PHP SimpleXML::addChild with empty string - redundant node - php

Calling addChild with an empty string as the value (or even with whitespace) seems to cause a redundant SimpleXml node to be added inside the node instead of adding just the node with no value.
Here's a quick demo of what happens:
[description] => !4jh5jh1uio4jh5ij14j34io5j!
And here's with an empty string:
[description] => SimpleXMLElement Object ( [0] => )
The workaround I'm using at the moment is pretty horrible - I'm doing a str_replace on the final JSON to replace !4jh5jh1uio4jh5ij14j34io5j! with an empty string. Yuck. Perhaps the only answer at this point is 'submit a bug report to simplexml'...
Does anyone have a better solution?

I think I figured out what is going on. Given code like this:
$xml = new SimpleXMLElement('<xml></xml>');
$xml->addChild('node','value');
print_r($xml);
$xml = new SimpleXMLElement('<xml></xml>');
$xml->addChild('node','');
print_r($xml);
$xml = new SimpleXMLElement('<xml></xml>');
$xml->addChild('node');
print_r($xml);
The output is this:
SimpleXMLElement Object
(
[node] => value
)
SimpleXMLElement Object
(
[node] => SimpleXMLElement Object
(
[0] =>
)
)
SimpleXMLElement Object
(
[node] => SimpleXMLElement Object
(
)
)
So, to make it so that in case #2 the empty element isn't created (i.e. if you don't know if the second argument is going to be an empty string or not), you could just do something like this:
$mystery_string = '';
$xml = new SimpleXMLElement('<xml></xml>');
if (preg_match('#\S#', $mystery_string)) // Checks for non-whitespace character
$xml->addChild('node', $mystery_string);
else
$xml->addChild('node');
print_r($xml);
echo "\nOr in JSON:\n";
echo json_encode($xml);
To output:
SimpleXMLElement Object
(
[node] => SimpleXMLElement Object
(
)
)
Or in JSON:
{"node":{}}
Is that what you want?
Personally, I never use SimpleXML, and not only because of this sort of weird behavior -- it is still under major development and in PHP5 is missing like 2/3 of the methods you need to do DOM manipulation (like deleteChild, replaceChild etc).
I use DOMDocument (which is standardized, fast and feature-complete, since it's an interface to libxml2).
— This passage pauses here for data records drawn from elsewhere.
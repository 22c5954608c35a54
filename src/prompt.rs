// ABOUTME: Layered system prompt builder — base instructions, environment, tool list, local notes.
// ABOUTME: Compiles the default from src/prompts/system.md; local notes come from the workspace.

use std::fs;
use std::path::Path;

use crate::tools::ToolRegistry;

/// Compiled-in default instructions.
const DEFAULT_BASE: &str = include_str!("prompts/system.md");

/// Name of the per-project notes file picked up from the working directory.
pub const LOCAL_FILE: &str = ".otter.md";

/// Reads a file if it exists, returning None otherwise.
pub fn read_if_exists(path: &Path) -> Option<String> {
    if path.exists() {
        fs::read_to_string(path).ok()
    } else {
        None
    }
}

/// Assembles the system prompt from layers. Empty layers are skipped.
#[derive(Debug, Clone)]
pub struct SystemPromptBuilder {
    pub base: String,
    pub environment: Option<String>,
    pub tools: Option<String>,
    pub local: Option<String>,
}

impl SystemPromptBuilder {
    /// Creates a builder holding only the compiled-in base layer.
    pub fn new() -> Self {
        Self {
            base: DEFAULT_BASE.to_string(),
            environment: None,
            tools: None,
            local: None,
        }
    }

    /// The full layer stack for an agent working in `workspace`.
    pub fn for_workspace(workspace: &Path, tools: &ToolRegistry) -> Self {
        let mut builder = Self::new();
        builder
            .with_environment(workspace)
            .with_tools(tools)
            .load_local(workspace);
        builder
    }

    /// Describes the working directory, OS and date.
    pub fn with_environment(&mut self, workspace: &Path) -> &mut Self {
        let date = chrono::Local::now().format("%Y-%m-%d").to_string();
        self.environment = Some(environment_section(
            &workspace.display().to_string(),
            std::env::consts::OS,
            &date,
        ));
        self
    }

    /// Lists every registered tool with its description.
    pub fn with_tools(&mut self, registry: &ToolRegistry) -> &mut Self {
        self.tools = if registry.is_empty() {
            None
        } else {
            let lines: Vec<String> = registry
                .all()
                .iter()
                .map(|t| format!("- **{}**: {}", t.name(), t.description()))
                .collect();
            Some(format!("## Available Tools\n\n{}", lines.join("\n")))
        };
        self
    }

    /// Picks up `.otter.md` from `workspace` as the local layer, if present.
    pub fn load_local(&mut self, workspace: &Path) -> &mut Self {
        self.local = read_if_exists(&workspace.join(LOCAL_FILE));
        self
    }

    /// Concatenates all non-empty layers separated by `"\n\n"`.
    pub fn build(&self) -> String {
        let layers: Vec<&str> = [
            Some(self.base.as_str()),
            self.environment.as_deref(),
            self.tools.as_deref(),
            self.local.as_deref(),
        ]
        .into_iter()
        .flatten()
        .map(str::trim)
        .filter(|s| !s.is_empty())
        .collect();

        layers.join("\n\n")
    }
}

impl Default for SystemPromptBuilder {
    fn default() -> Self {
        Self::new()
    }
}

fn environment_section(cwd: &str, os: &str, date: &str) -> String {
    format!(
        "## Environment\n\n- Working directory: {}\n- OS: {}\n- Date: {}",
        cwd, os, date
    )
}
// ABOUTME: Token estimation contract and the default byte-length heuristic.
// ABOUTME: Used only for compaction thresholds and for filling in unreported usage.

use super::{Message, ToolCall};

/// Fixed per-message overhead added on top of the text estimate.
const MESSAGE_OVERHEAD_TOKENS: u64 = 4;

/// Estimates token cost. Implementations must be pure and cheap.
pub trait TokenEstimator: Send + Sync {
    fn estimate(&self, messages: &[Message]) -> u64;
    fn estimate_output(&self, text: &str, tool_calls: &[ToolCall]) -> u64;
}

/// Heuristic token count: bytes / 4.
pub fn approx_token_count(text: &str) -> u64 {
    (text.len() / 4) as u64
}

/// Byte-length estimator. Good enough for threshold decisions without
/// shipping a tokenizer.
#[derive(Debug, Clone, Copy, Default)]
pub struct HeuristicEstimator;

impl TokenEstimator for HeuristicEstimator {
    fn estimate(&self, messages: &[Message]) -> u64 {
        messages
            .iter()
            .map(|msg| {
                let reasoning = msg.reasoning.as_deref().map_or(0, approx_token_count);
                let calls: u64 = msg
                    .tool_calls
                    .iter()
                    .map(|tc| approx_token_count(&tc.name) + approx_token_count(&tc.args))
                    .sum();
                let results: u64 = msg
                    .tool_results
                    .iter()
                    .map(|tr| approx_token_count(&tr.content))
                    .sum();
                approx_token_count(&msg.content)
                    + reasoning
                    + calls
                    + results
                    + MESSAGE_OVERHEAD_TOKENS
            })
            .sum()
    }

    fn estimate_output(&self, text: &str, tool_calls: &[ToolCall]) -> u64 {
        let calls: u64 = tool_calls
            .iter()
            .map(|tc| {
                approx_token_count(&tc.name)
                    + approx_token_count(&tc.args)
                    + MESSAGE_OVERHEAD_TOKENS
            })
            .sum();
        approx_token_count(text) + calls
    }
}
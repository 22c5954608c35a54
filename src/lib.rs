// ABOUTME: Library root for otter — the agent execution core of a terminal coding assistant.
// ABOUTME: Providers, tools, and the UI plug in from outside through the traits re-exported here.

pub mod agent;
pub mod config;
pub mod llm;
pub mod logging;
pub mod prompt;
pub mod session;
pub mod tools;

pub use agent::{Agent, AgentError, AgentEvent, Done};
pub use config::{AgentConfig, CompactionConfig, Config};
pub use llm::{Message, Provider, ProviderError, Response, Role, StreamItem, ToolCall, ToolResult};
pub use tools::{Tool, ToolRegistry};
// ABOUTME: Provider boundary — message model, tool specs, and the chat / chat-stream contract.
// ABOUTME: Backends implement Provider; the agent loop only ever talks to this trait.

pub mod token;

use std::time::Duration;

use async_trait::async_trait;
use futures::StreamExt;
use futures::stream::{self, BoxStream};
use serde::{Deserialize, Serialize};
use thiserror::Error;

pub use token::{HeuristicEstimator, TokenEstimator};

/// Who authored a message in the transcript.
#[derive(Debug, Clone, Copy, PartialEq, Eq, Serialize, Deserialize)]
#[serde(rename_all = "lowercase")]
pub enum Role {
    System,
    User,
    Assistant,
    Tool,
}

impl Role {
    pub fn as_str(&self) -> &'static str {
        match self {
            Role::System => "system",
            Role::User => "user",
            Role::Assistant => "assistant",
            Role::Tool => "tool",
        }
    }
}

/// A model-issued tool invocation. `args` is opaque to the agent and handed
/// to the named tool untouched.
#[derive(Debug, Clone, PartialEq, Eq, Serialize, Deserialize)]
pub struct ToolCall {
    pub id: String,
    pub name: String,
    pub args: String,
}

impl ToolCall {
    pub fn new(id: impl Into<String>, name: impl Into<String>, args: impl Into<String>) -> Self {
        Self {
            id: id.into(),
            name: name.into(),
            args: args.into(),
        }
    }
}

/// The textual outcome of a tool call. Failures are encoded in `content`.
#[derive(Debug, Clone, PartialEq, Eq, Serialize, Deserialize)]
pub struct ToolResult {
    pub tool_call_id: String,
    pub content: String,
}

impl ToolResult {
    pub fn new(tool_call_id: impl Into<String>, content: impl Into<String>) -> Self {
        Self {
            tool_call_id: tool_call_id.into(),
            content: content.into(),
        }
    }
}

/// A single transcript entry.
#[derive(Debug, Clone, PartialEq, Eq, Serialize, Deserialize)]
pub struct Message {
    pub role: Role,
    #[serde(default)]
    pub content: String,
    #[serde(default, skip_serializing_if = "Option::is_none")]
    pub reasoning: Option<String>,
    #[serde(default, skip_serializing_if = "Vec::is_empty")]
    pub tool_calls: Vec<ToolCall>,
    #[serde(default, skip_serializing_if = "Vec::is_empty")]
    pub tool_results: Vec<ToolResult>,
}

impl Message {
    fn with_role(role: Role, content: impl Into<String>) -> Self {
        Self {
            role,
            content: content.into(),
            reasoning: None,
            tool_calls: Vec::new(),
            tool_results: Vec::new(),
        }
    }

    pub fn system(content: impl Into<String>) -> Self {
        Self::with_role(Role::System, content)
    }

    pub fn user(content: impl Into<String>) -> Self {
        Self::with_role(Role::User, content)
    }

    pub fn assistant(content: impl Into<String>) -> Self {
        Self::with_role(Role::Assistant, content)
    }

    /// Build the assistant message recording a provider response.
    pub fn from_response(response: &Response) -> Self {
        Self {
            role: Role::Assistant,
            content: response.content.clone(),
            reasoning: response.reasoning.clone(),
            tool_calls: response.tool_calls.clone(),
            tool_results: Vec::new(),
        }
    }

    /// A `tool` message carrying every result of one dispatch round.
    pub fn tool_results(results: Vec<ToolResult>) -> Self {
        Self {
            role: Role::Tool,
            content: String::new(),
            reasoning: None,
            tool_calls: Vec::new(),
            tool_results: results,
        }
    }
}

/// Tool description advertised to the model with every request.
#[derive(Debug, Clone, PartialEq, Serialize, Deserialize)]
pub struct ToolSpec {
    pub name: String,
    pub description: String,
    pub schema: serde_json::Value,
}

/// Token counts reported by a backend. Zero means the backend did not say.
#[derive(Debug, Clone, Copy, Default, PartialEq, Eq, Serialize, Deserialize)]
pub struct Usage {
    pub input_tokens: u64,
    pub output_tokens: u64,
}

impl Usage {
    pub fn total(&self) -> u64 {
        self.input_tokens + self.output_tokens
    }
}

/// A complete assistant response.
#[derive(Debug, Clone, Default, PartialEq, Eq)]
pub struct Response {
    pub content: String,
    pub reasoning: Option<String>,
    pub tool_calls: Vec<ToolCall>,
    pub usage: Usage,
}

impl Response {
    /// A plain text response with no tool calls and unknown usage.
    pub fn text(content: impl Into<String>) -> Self {
        Self {
            content: content.into(),
            ..Default::default()
        }
    }

    /// A response that asks for the given tool calls.
    pub fn tool_calls(calls: Vec<ToolCall>) -> Self {
        Self {
            tool_calls: calls,
            ..Default::default()
        }
    }
}

/// One item of a streaming response: any number of chunks, then exactly one
/// `Final` carrying the aggregate.
#[derive(Debug, Clone, PartialEq, Eq)]
pub enum StreamItem {
    Chunk(String),
    Final(Response),
}

/// Failures reported by a model backend.
#[derive(Debug, Clone, Error, PartialEq, Eq)]
pub enum ProviderError {
    #[error("request failed: {0}")]
    Request(String),
    #[error("stream error: {0}")]
    Stream(String),
    #[error("stream ended without a final response")]
    IncompleteStream,
    #[error("timed out after {0:?}")]
    Timeout(Duration),
    #[error("cancelled")]
    Cancelled,
}

pub type ChatStream<'a> = BoxStream<'a, Result<StreamItem, ProviderError>>;

/// A language-model backend.
///
/// Retry policy, authentication and wire formats live behind this trait.
#[async_trait]
pub trait Provider: Send + Sync {
    /// Send the transcript and wait for the complete response.
    async fn chat(&self, messages: &[Message], tools: &[ToolSpec])
    -> Result<Response, ProviderError>;

    /// Send the transcript and stream the response back.
    ///
    /// The default adapts `chat`: the whole content arrives as one chunk.
    fn chat_stream<'a>(&'a self, messages: &'a [Message], tools: &'a [ToolSpec]) -> ChatStream<'a> {
        stream::once(self.chat(messages, tools))
            .flat_map(|result| {
                let items = match result {
                    Ok(response) => {
                        let mut items = Vec::with_capacity(2);
                        if !response.content.is_empty() {
                            items.push(Ok(StreamItem::Chunk(response.content.clone())));
                        }
                        items.push(Ok(StreamItem::Final(response)));
                        items
                    }
                    Err(e) => vec![Err(e)],
                };
                stream::iter(items)
            })
            .boxed()
    }
}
With SimpleXML, what you get if you use print_r(), or var_dump(), serialize(), or similar, does not correspond to what is stored internally in the object. It is a 'magical' object which overloads the way PHP interates its contents.
You get the true representation of the element with AsXML() only.
When something like print_r() iterates over a SimpleXML element or you access its properties using the -> operator, you get a munged version of the object. This munged version allows you to do things like "echo $xml->surname" or $xml->names[1] as if it really had these as properties, but is separate to the true XML contained within: in the munged representation elements are not necessarily in order, and elements whose names are PHP reserved words (like "var") aren't presented as properties, but can be accessed with code like $xml["var"] - as if the object is an associative array. Where multiple sibling elements have the same name they are presented like arrays. I guess an empty string is also presented like an array for some reason. However, when output using AsXML() you get the real representation.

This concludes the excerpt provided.